Donna Lee Brien, BEd (Deakin), GCHEd (UNE), MA(Prelim) (USyd), MA (Writing) (Research) (UTS), PhD (QUT), is Emeritus Professor, Central Queensland University, Australia. Donna has authored over 20 books and monographs and over 300 refereed published journal articles, book chapters, scholarly conference papers and creative works. Her latest books are Paradox, Image and Identity: The Shadow Side of Nursing (2020) and Speculative Biography: Opportunities, ExYesperiments and Provocations (2022) both for Routledge, UK. Donna is currently studying for her second doctorate at the Australian Catholic University, writing a history of Bondi Beach.

Pigments and Paints
I have always disliked the colour red. Especially blood and cherry hues. My entire life, I have shied away from choosing red clothes, accessories, homewares, stationery, even flowers.

I don’t know why. I know red symbolises all that is energetic, dynamic and exciting – yet to me red is loud, and harsh, and jarring. Red is angry; all hot, flaming danger. The colour of wounds. Stop signs are red. So are lobsters after they have been boiled alive.

On the other hand, I am extremely fond of pink (which I know is actually light red), all pinks from Barbie bubblegum to purpled eucalyptus and dusty tea rose.

My husband W. and I have renovated five houses. Well, W. did most of the work and I decorated the results. My paint palette has always consisted of only three colours. ‘Blade’, a pale cool green for living and sleeping areas, ‘William Byrd’, a delicate eggshell blue for the kitchen, bathrooms and laundry, and ‘Silver Thaw’, a clear mid-grey for exteriors. We paint everything in a room with the same hue, walls, ceilings, bookcases – low sheen acrylic on the walls and high gloss, oil-based enamel for the skirting boards, woodwork and doors.

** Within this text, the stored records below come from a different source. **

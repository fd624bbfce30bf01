//! Storage error types.

use thiserror::Error;

/// Storage-specific errors.
#[derive(Debug, Error)]
pub enum StorageError {
    /// Failed to open or create the database.
    #[error("failed to open database: {0}")]
    Open(String),

    /// Migration execution failed.
    #[error("migration failed: {0}")]
    Migration(String),

    /// Requested record was not found.
    #[error("record not found")]
    NotFound,

    /// A concurrent writer holds the database lock; the caller may retry.
    #[error("write conflict: {0}")]
    Conflict(String),

    /// Failed to decode a stored value.
    #[error("decode error: {0}")]
    Decode(String),

    /// Underlying `SQLx` error.
    #[error("database error: {0}")]
    Sqlx(sqlx::Error),

    /// I/O error during database operations.
    #[error("I/O error: {0}")]
    Io(#[from] std::io::Error),
}

impl From<sqlx::Error> for StorageError {
    fn from(err: sqlx::Error) -> Self {
        // SQLITE_BUSY/SQLITE_LOCKED surface as a stable conflict signal
        // so concurrent upserts of the same case can be retried.
        if let sqlx::Error::Database(db_err) = &err {
            let code = db_err.code();
            if matches!(code.as_deref(), Some("5" | "6" | "517" | "262")) {
                return Self::Conflict(db_err.message().to_string());
            }
        }
        Self::Sqlx(err)
    }
}

/// Result type alias for storage operations.
pub type Result<T> = std::result::Result<T, StorageError>;

#[cfg(test)]
mod tests {
    use super::*;

    #[test]
    fn test_error_display() {
        let err = StorageError::Conflict("database is locked".to_string());
        assert_eq!(err.to_string(), "write conflict: database is locked");

        let err = StorageError::NotFound;
        assert_eq!(err.to_string(), "record not found");
    }

    #[test]
    fn test_non_busy_sqlx_error_passes_through() {
        let err: StorageError = sqlx::Error::RowNotFound.into();
        assert!(matches!(err, StorageError::Sqlx(_)));
    }
}
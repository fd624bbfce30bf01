//! Challenge detection, submission, and the caller hand-off point.
//!
//! The portal gates searches behind an image captcha. We never attempt
//! automated solving: the image is captured, parked with an attempt id,
//! and the run suspends until a human supplies the code through the
//! [`ChallengeExchange`] or the wait window lapses.

use crate::error::{Result, SearchError};
use crate::site::SiteProfile;
use docket_browser::{BrowserError, SessionActions};
use std::collections::HashMap;
use std::sync::{Arc, Mutex, MutexGuard, PoisonError};
use std::time::Duration;
use tokio::sync::oneshot;

/// How long the panel waits for the captcha image element to appear
/// before deciding the page has no challenge.
const DETECT_TIMEOUT_MS: u64 = 1500;

/// A challenge captured from the live page.
#[derive(Debug, Clone)]
pub struct ChallengeArtifact {
    /// PNG screenshot of the captcha image element
    pub image_png: Vec<u8>,
}

/// Verdict of the portal after a code was submitted.
#[derive(Debug, Clone, Copy, PartialEq, Eq)]
pub enum ChallengeOutcome {
    /// The code was accepted and the search went through
    Accepted,
    /// The code was wrong
    Rejected,
    /// The challenge lapsed before the code arrived
    Expired,
}

/// Seam between the orchestrator and the captcha mechanics.
///
/// The production implementation is [`CaptchaPanel`]; tests script a
/// fake with a queue of outcomes.
#[async_trait::async_trait]
pub trait ChallengeResolver: Send + Sync {
    /// Capture the current challenge, or `None` if the page shows no
    /// captcha.
    async fn extract_challenge(&self) -> Result<Option<ChallengeArtifact>>;

    /// Type the code, submit the form, and classify the portal's
    /// verdict from the resulting page.
    async fn submit_response(&self, code: &str) -> Result<ChallengeOutcome>;

    /// Load a fresh challenge after a rejection or expiry.
    async fn refresh(&self) -> Result<ChallengeArtifact>;
}

/// Captcha handling against a live browser session.
pub struct CaptchaPanel<S: SessionActions> {
    session: Arc<S>,
    profile: SiteProfile,
}

impl<S: SessionActions> CaptchaPanel<S> {
    /// Create a panel sharing the orchestrator's session.
    pub fn new(session: Arc<S>, profile: SiteProfile) -> Self {
        Self { session, profile }
    }

    async fn capture_image(&self) -> Result<ChallengeArtifact> {
        let image_png = self
            .session
            .screenshot_element(&self.profile.form.captcha_image)
            .await?;
        Ok(ChallengeArtifact { image_png })
    }

    fn classify(&self, page_text: &str) -> ChallengeOutcome {
        let lowered = page_text.to_lowercase();
        if self
            .profile
            .expired_markers
            .iter()
            .any(|m| lowered.contains(m.as_str()))
        {
            ChallengeOutcome::Expired
        } else if self
            .profile
            .rejected_markers
            .iter()
            .any(|m| lowered.contains(m.as_str()))
        {
            ChallengeOutcome::Rejected
        } else {
            ChallengeOutcome::Accepted
        }
    }
}

#[async_trait::async_trait]
impl<S: SessionActions> ChallengeResolver for CaptchaPanel<S> {
    async fn extract_challenge(&self) -> Result<Option<ChallengeArtifact>> {
        match self
            .session
            .wait_for_selector(&self.profile.form.captcha_image, DETECT_TIMEOUT_MS)
            .await
        {
            Ok(()) => {
                let artifact = self.capture_image().await?;
                tracing::debug!(
                    bytes = artifact.image_png.len(),
                    "captured challenge image"
                );
                Ok(Some(artifact))
            }
            Err(BrowserError::Timeout(_) | BrowserError::SelectorNotFound(_)) => Ok(None),
            Err(e) => Err(e.into()),
        }
    }

    async fn submit_response(&self, code: &str) -> Result<ChallengeOutcome> {
        self.session
            .fill_field(&self.profile.form.captcha_input, code)
            .await?;
        self.session
            .click(&self.profile.form.submit_button)
            .await?;

        let page = self.session.page_content().await?;
        let outcome = self.classify(&page);
        tracing::debug!(?outcome, "challenge submission classified");
        Ok(outcome)
    }

    async fn refresh(&self) -> Result<ChallengeArtifact> {
        if let Some(refresh) = &self.profile.form.captcha_refresh {
            // Missing refresh control is not fatal: the caller already
            // re-navigated, which loads a fresh challenge anyway.
            if let Err(e) = self.session.click(refresh).await {
                tracing::debug!(error = %e, "captcha refresh control not clickable");
            }
        }
        self.session
            .wait_for_selector(&self.profile.form.captcha_image, DETECT_TIMEOUT_MS)
            .await?;
        self.capture_image().await
    }
}

struct PendingEntry {
    artifact: ChallengeArtifact,
    waiter: Option<oneshot::Sender<String>>,
}

/// A challenge currently awaiting a code from the caller.
#[derive(Debug, Clone)]
pub struct PendingChallenge {
    /// Attempt the challenge belongs to
    pub attempt_id: String,
    /// The captured image to show the caller
    pub artifact: ChallengeArtifact,
}

/// Removes a pending entry when the waiting future goes away, however
/// it goes away: resolved, timed out, or dropped mid-await by the
/// orchestrator's cancellation/budget select.
struct PendingSlot<'a> {
    pending: &'a Mutex<HashMap<String, PendingEntry>>,
    attempt_id: String,
}

impl Drop for PendingSlot<'_> {
    fn drop(&mut self) {
        self.pending
            .lock()
            .unwrap_or_else(PoisonError::into_inner)
            .remove(&self.attempt_id);
    }
}

/// Hand-off point between suspended search runs and the external layer.
///
/// A run parks its challenge here and awaits a code; the layer serving
/// users lists pending challenges and feeds codes back by attempt id.
/// The map uses a synchronous lock (never held across an await) so
/// entry cleanup can run inside `Drop`.
#[derive(Default)]
pub struct ChallengeExchange {
    pending: Mutex<HashMap<String, PendingEntry>>,
}

impl ChallengeExchange {
    /// Create an empty exchange.
    #[must_use]
    pub fn new() -> Self {
        Self::default()
    }

    fn lock_pending(&self) -> MutexGuard<'_, HashMap<String, PendingEntry>> {
        self.pending.lock().unwrap_or_else(PoisonError::into_inner)
    }

    /// Park `artifact` and wait up to `wait` for a code.
    ///
    /// The entry is removed on every exit path — resolution, timeout,
    /// or the whole run being cancelled out from under the wait — so a
    /// late [`supply_code`](Self::supply_code) simply finds nothing.
    pub async fn await_code(
        &self,
        attempt_id: &str,
        artifact: ChallengeArtifact,
        wait: Duration,
    ) -> Result<String> {
        let (tx, rx) = oneshot::channel();
        self.lock_pending().insert(
            attempt_id.to_string(),
            PendingEntry {
                artifact,
                waiter: Some(tx),
            },
        );
        let _slot = PendingSlot {
            pending: &self.pending,
            attempt_id: attempt_id.to_string(),
        };
        tracing::info!(%attempt_id, "awaiting captcha code");

        match tokio::time::timeout(wait, rx).await {
            Ok(Ok(code)) => Ok(code),
            // Elapsed, or the sender was dropped while the entry was
            // being torn down.
            _ => Err(SearchError::ChallengeTimeout {
                waited_secs: wait.as_secs(),
            }),
        }
    }

    /// Park `artifact` without waiting.
    ///
    /// Used in fail-fast mode: the caller is told a captcha is
    /// required, retrieves the image from here, and issues a fresh
    /// request with the code filled in.
    pub async fn park(&self, attempt_id: &str, artifact: ChallengeArtifact) {
        self.lock_pending().insert(
            attempt_id.to_string(),
            PendingEntry {
                artifact,
                waiter: None,
            },
        );
    }

    /// Supply a code for a parked challenge.
    ///
    /// Returns `true` if a suspended run was woken. A parked (fail
    /// fast) entry has no waiter; supplying a code for it just clears
    /// the entry and returns `false`.
    pub async fn supply_code(&self, attempt_id: &str, code: &str) -> bool {
        let Some(mut entry) = self.lock_pending().remove(attempt_id) else {
            return false;
        };
        match entry.waiter.take() {
            Some(tx) => tx.send(code.to_string()).is_ok(),
            None => false,
        }
    }

    /// Snapshot of challenges currently awaiting codes.
    pub async fn pending(&self) -> Vec<PendingChallenge> {
        self.lock_pending()
            .iter()
            .map(|(id, entry)| PendingChallenge {
                attempt_id: id.clone(),
                artifact: entry.artifact.clone(),
            })
            .collect()
    }
}

#[cfg(test)]
mod tests {
    use super::*;

    fn artifact() -> ChallengeArtifact {
        ChallengeArtifact {
            image_png: vec![0x89, 0x50, 0x4e, 0x47],
        }
    }

    #[tokio::test]
    async fn test_supply_code_wakes_waiter() {
        let exchange = Arc::new(ChallengeExchange::new());

        let waiter = {
            let exchange = Arc::clone(&exchange);
            tokio::spawn(async move {
                exchange
                    .await_code("attempt-1", artifact(), Duration::from_secs(5))
                    .await
            })
        };

        // Let the waiter park its entry first.
        tokio::time::sleep(Duration::from_millis(20)).await;
        assert_eq!(exchange.pending().await.len(), 1);

        assert!(exchange.supply_code("attempt-1", "AB12").await);
        let code = waiter.await.expect("join").expect("code");
        assert_eq!(code, "AB12");
        assert!(exchange.pending().await.is_empty());
    }

    #[tokio::test]
    async fn test_await_code_times_out() {
        let exchange = ChallengeExchange::new();
        let result = exchange
            .await_code("attempt-1", artifact(), Duration::from_millis(30))
            .await;
        assert!(matches!(
            result,
            Err(SearchError::ChallengeTimeout { .. })
        ));
        assert!(exchange.pending().await.is_empty());
    }

    #[tokio::test]
    async fn test_dropped_wait_clears_pending_entry() {
        let exchange = Arc::new(ChallengeExchange::new());

        let waiter = {
            let exchange = Arc::clone(&exchange);
            tokio::spawn(async move {
                exchange
                    .await_code("attempt-1", artifact(), Duration::from_secs(60))
                    .await
            })
        };

        tokio::time::sleep(Duration::from_millis(20)).await;
        assert_eq!(exchange.pending().await.len(), 1);

        // The run dies mid-wait (cancellation, budget expiry); its
        // entry must not outlive it.
        waiter.abort();
        let _ = waiter.await;

        assert!(exchange.pending().await.is_empty());
        assert!(!exchange.supply_code("attempt-1", "AB12").await);
    }

    #[tokio::test]
    async fn test_supply_code_unknown_attempt() {
        let exchange = ChallengeExchange::new();
        assert!(!exchange.supply_code("no-such-attempt", "AB12").await);
    }

    #[tokio::test]
    async fn test_parked_challenge_listed_but_has_no_waiter() {
        let exchange = ChallengeExchange::new();
        exchange.park("attempt-1", artifact()).await;

        let pending = exchange.pending().await;
        assert_eq!(pending.len(), 1);
        assert_eq!(pending[0].attempt_id, "attempt-1");

        assert!(!exchange.supply_code("attempt-1", "AB12").await);
        assert!(exchange.pending().await.is_empty());
    }
}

Three colours plus white for curtains and blinds, accented with pops of watermelon, cherry blossom or subdued tea rose pinks.

We started following this colour program two decades ago, and I still revel in how these shades glow from within, and how paintings seem to pulse against them. At once tender and serene, they are also hopeful, the colours of spring and new growth, of the soft furze covering gum branches and the reflection of a flawless sky at the creek’s edge.

Sometimes I imagine repainting everything a bright flat white. But then, I see our cat purringly rubbing his dusty head against the doorway and the old dog stretched out asleep in the afternoon sun, feet dancing against a wall, chasing rabbits in her dreams. I remember that it doesn’t matter if our boots leave mud scrapes on the skirting, or those thin little wisps of smoke waft up to the ceiling when we add more logs to the fire. Soft and gentle can be quite tough and forgiving.


Kim was born in winter 2006. If you make the ‘one of our years equals seven for a dog’ calculation, then she’s just about to turn 105.

But that’s not quite right. She is decidedly stiff in the mornings, almost completely deaf and very grey, but there is nothing wrong with her eyesight, and she still loves her beach run. She swam in the dam until the first frost of winter just a few weeks ago, gobbles up anything chicken, and does most of what the younger dog does. Just for less time.

I found an online calculator that is based on comparing DNA aging in both Labrador Retrievers and people. When I put her age in, Kim came out at 74. That sounds much better, but I have to admit that Kim is not a Lab. She’s finer and leaner and blends the gene pools of both smaller and larger dogs – an elegant brindle mix of Staffordshire Bull Terrier and Great Dane, but no retriever. Confirming this is how she loves chasing sticks and balls, but only very rarely brings them back.

Another recent version of these estimates suggests that the first year of a dog’s life is equal to fifteen human years. That makes sense, as during that year dogs grow from squirming newborns to being able to have puppies of their own, although, just like for human girls, this is not recommended. Their second year of life is worth an additional nine of ours, meaning that two-year-old dogs, often wild with reckless energy, are akin to young adults in their early 20s. Then, for each additional year, four or five of our years are added. This makes Kim equivalent to somewhere between 76 and 89 years old.

That sounds about right, but I know that, in general, larger dogs live significantly briefer lives than the smaller breeds. I locate a chart that has figures for small, medium, large and even giant dogs, and with Kim on the lower end of large, her age is valued at 93. I don’t like that at all. Plus, the chart only goes up to 15, which was the most terrifying information of everything I found.

Living on a farm, death is part of our everyday. But every loss hits hard and I can’t imagine life without Kim. Instead of worrying though, I’ve decided to stick with her 15 actual years and my hopes of us celebrating at least a few more birthdays together.